Go Grannies go! From the Santa Cruz Sentinel, last week:
Ten people, including an 81-year-old woman with a walker, were arrested during a peace demonstration Tuesday after the protesters ignored orders from police to clear the entrance to a military recruitment office on 41st Avenue.
The rally began at noon with a group of about 100 people waving banners and signs expressing their opposition to the Iraq war. After an hour of speeches and songs of peace sung by the Raging Grannies of the Women’s International League for Peace and Freedom, some of the protesters walked into the shopping center at 2121 41st Ave., near the corner of Clares Street, and headed to the U.S. Army recruitment office upstairs.
“There’s been enough bloodshed, and we are outraged,” said Phyllis Greenleaf, 64, a member of the Raging Grannies who was later arrested.
The protesters had prepared statements to deliver to the recruiters, demanding that they do their part to end the “senseless” war, and that they stop recruiting the youth of Santa Cruz County.
Two Capitola police officers were on the scene from the start, making sure the event remained peaceful. After the rally moved upstairs and people refused to go back to the street, another five officers were called in to keep watch.
Several members of the Raging Grannies, dressed in aprons and hats decorated with flowers and U.S. flags, were arrested. Also arrested was David Hofvendahl and his teenage son, Trevor, who were led away from inside the office by police. The protesters were cited for trespassing and released, said Sgt. Tom Held.
“Our goal is to keep the peace,” he said.
An Army recruiter blocked protesters from entering the office, and told the crowd that they were impeding their work.

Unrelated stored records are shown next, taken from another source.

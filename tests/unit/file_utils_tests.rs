/*!
 * Tests for file utilities and upload staging
 */

use anyhow::Result;
use narrato::document::DocumentFormat;
use narrato::file_utils::FileManager;
use crate::common;

#[test]
fn test_findDocuments_shouldReturnSupportedFilesSorted() -> Result<()> {
    let dir = common::create_temp_dir()?;
    let nested = dir.path().join("nested");
    FileManager::ensure_dir(&nested)?;

    common::create_test_file(dir.path(), "b.txt", b"B.")?;
    common::create_test_file(dir.path(), "a.PPTX", b"not really a deck")?;
    common::create_test_file(dir.path(), "notes.pdf", b"%PDF")?;
    common::create_test_file(dir.path(), "readme", b"no extension")?;
    common::create_test_file(&nested, "c.docx", b"zip")?;

    let found = FileManager::find_documents(dir.path())?;
    let names: Vec<String> = found
        .iter()
        .map(|p| p.strip_prefix(dir.path()).unwrap().to_string_lossy().replace('\\', "/"))
        .collect();

    assert_eq!(names, vec!["a.PPTX", "b.txt", "nested/c.docx"]);
    Ok(())
}

#[test]
fn test_generateAudioPath_shouldPadSlideNumber() {
    let path = FileManager::generate_audio_path("/decks/q3 review.pptx", "/out", 7);
    assert_eq!(path, std::path::PathBuf::from("/out/q3 review.slide-07.wav"));
}

#[test]
fn test_writeBytes_shouldCreateParentDirectories() -> Result<()> {
    let dir = common::create_temp_dir()?;
    let target = dir.path().join("deep").join("er").join("audio.wav");

    FileManager::write_bytes(&target, b"RIFF")?;

    assert!(FileManager::file_exists(&target));
    assert_eq!(std::fs::read(&target)?, b"RIFF");
    Ok(())
}

#[test]
fn test_stageUpload_shouldKeepExtensionUntilReleased() -> Result<()> {
    let upload = FileManager::stage_upload(b"Hello.\n\nWorld.", DocumentFormat::Txt)?;
    let path = upload.path().unwrap().to_path_buf();

    assert_eq!(DocumentFormat::from_path(&path)?, DocumentFormat::Txt);
    assert_eq!(std::fs::read(&path)?, b"Hello.\n\nWorld.");

    upload.release();
    assert!(!path.exists());
    Ok(())
}

#[test]
fn test_stageUpload_droppedWithoutRelease_shouldStillDelete() -> Result<()> {
    let path = {
        let upload = FileManager::stage_upload(b"x", DocumentFormat::Docx)?;
        upload.path().unwrap().to_path_buf()
    };
    assert!(!path.exists());
    Ok(())
}
/*!
 * Tests for the fixed-window rate limiter
 */

use std::sync::Arc;
use std::time::Duration;

use narrato::app_config::RateLimitConfig;
use narrato::errors::RateLimited;
use narrato::rate_limiter::{FixedWindowRateLimiter, ManualClock};

fn limiter(capacity: u32, window_secs: u64) -> (Arc<ManualClock>, FixedWindowRateLimiter) {
    let clock = Arc::new(ManualClock::new());
    let limiter = FixedWindowRateLimiter::new(capacity, Duration::from_secs(window_secs), clock.clone());
    (clock, limiter)
}

#[test]
fn test_tryAcquire_afterCapacityGrants_shouldRejectUntilWindowElapses() {
    let (clock, limiter) = limiter(10, 60);

    for _ in 0..10 {
        assert!(limiter.try_acquire().is_ok());
    }
    assert_eq!(limiter.try_acquire(), Err(RateLimited { retry_after_secs: 60 }));

    clock.advance(Duration::from_secs(60));
    assert!(limiter.try_acquire().is_ok());
    assert_eq!(limiter.count(), 1);
}

#[test]
fn test_tryAcquire_retryAfter_shouldRoundUpPartialSeconds() {
    let (clock, limiter) = limiter(1, 60);
    limiter.try_acquire().unwrap();

    clock.advance(Duration::from_millis(58_500));
    assert_eq!(limiter.try_acquire(), Err(RateLimited { retry_after_secs: 2 }));

    clock.advance(Duration::from_millis(1_499));
    assert_eq!(limiter.try_acquire(), Err(RateLimited { retry_after_secs: 1 }));
}

#[test]
fn test_tryAcquire_burstAfterReset_shouldGrantFullCapacity() {
    let (clock, limiter) = limiter(3, 10);
    for _ in 0..3 {
        limiter.try_acquire().unwrap();
    }

    clock.advance(Duration::from_secs(25));
    for _ in 0..3 {
        assert!(limiter.try_acquire().is_ok());
    }
    assert!(limiter.try_acquire().is_err());
}

#[test]
fn test_fromConfig_shouldUseConfiguredBudget() {
    let limiter = FixedWindowRateLimiter::from_config(&RateLimitConfig {
        capacity: 4,
        window_secs: 30,
    });

    assert_eq!(limiter.capacity(), 4);
    assert_eq!(limiter.window(), Duration::from_secs(30));
}
/*!
 * # narrato
 *
 * A Rust library that turns documents into audience-tailored spoken narration.
 *
 * ## Features
 *
 * - Segment `.pptx` decks by slide and `.docx`/`.txt` documents by paragraph
 * - Rewrite each segment for an audience with a generative provider:
 *   - Google Gemini
 *   - OpenAI (or compatible servers)
 *   - Ollama (local LLM)
 * - Deterministic offline rewrite whenever the provider fails or is rate limited
 * - Speech synthesis with Deepgram Aura, or silent WAV output offline
 * - A bounded per-document budget with partial-failure handling
 *
 * ## Architecture
 *
 * The library is organized in these main modules:
 * - `document`: Segmenter and format-specific text extraction
 * - `rate_limiter`: Process-wide fixed-window admission control
 * - `narration`: Narrator, prompt template and offline rewrite
 * - `synthesis`: Synthesizer producing WAV artifacts
 * - `pipeline`: Orchestrator composing the stages into one report
 * - `report`: JSON response body for transports
 * - `providers`: Capability traits and provider clients
 * - `app_config`: Configuration management
 * - `app_controller`: Upload, file and folder workflows
 * - `file_utils`: File system operations
 * - `errors`: Custom error types for the application
 *
 * ## License
 *
 * This project is licensed under the MIT License
 */

// Global lints configuration
#![allow(clippy::uninlined_format_args)]
#![allow(clippy::redundant_closure_for_method_calls)]

// Public modules
pub mod app_config;
pub mod app_controller;
pub mod document;
pub mod errors;
pub mod file_utils;
pub mod narration;
pub mod pipeline;
pub mod providers;
pub mod rate_limiter;
pub mod report;
pub mod synthesis;

// Re-export main types for easier usage
pub use app_config::Config;
pub use app_controller::Controller;
pub use document::{Document, DocumentFormat, Segment, Segmenter};
pub use errors::{AppError, DocumentError, PipelineError, ProviderError, RateLimited, SynthesisError};
pub use narration::{Audience, NarrationOutcome, NarrationResult, Narrator};
pub use pipeline::{NarrationPipeline, PipelineConfig, PipelineReport, SlideOutcome};
pub use rate_limiter::FixedWindowRateLimiter;
pub use report::NarrationResponse;
pub use synthesis::{AudioArtifact, Synthesizer};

“They protest the very people that protect their right to do this,” said Charles Buckingham, who has served in the Army for eight years and walked outside the recruitment office to watch the sidewalk rally. “It’s all right to do this, and they can thank me”
Three protesters managed to get inside the recruitment office, where two women engaged in a heated debate about the war. The woman conducting business inside the office told the protester that the rally is an insult to those in uniform who serve the country.
The group standing outside was told to leave by the recruiters, the property manager and police, but instead, two of the Raging Grannies started to read aloud the names of soldiers who have died in Iraq. Then they continued to sing their peace songs, with lyrics like, “They’re our children, stop the killin'” and “This war is our country’s shame, we kill for oil and power” One woman shared a bowl of organic strawberries. Another handed out carrots.
After 2 p.m., when the rally permit had expired, a representative for the property manager told the crowd that they had to leave or face being arrested for not honoring the agreement to keep people near the sidewalk and away from the tenants at the shopping center.
“Your time is up on the permit, and you’ve had your say,” said Todd Matthews. “I don’t want to be in Iraq any more than you do”
Police officers moved in at 2:30 p.m., after the protesters were given three warnings that they would be arrested for taking part in an unlawful assembly on private property.
Some of the protesters obeyed the officers and walked back to the sidewalk. Those arrested were escorted by officers to the police cars.
“This is what they wanted,” said Matthews.
Others arrested, all Santa Cruz County residents, were Ruth Hunter, 90; Ellie Foster, 81; Jan Harwood, 75; Stephanie Keenan, 63; Barbara Riverwomon, 69; Judy Geer, 67; and Russell Brutsché, 60. They were taken to the Capitola police station and released.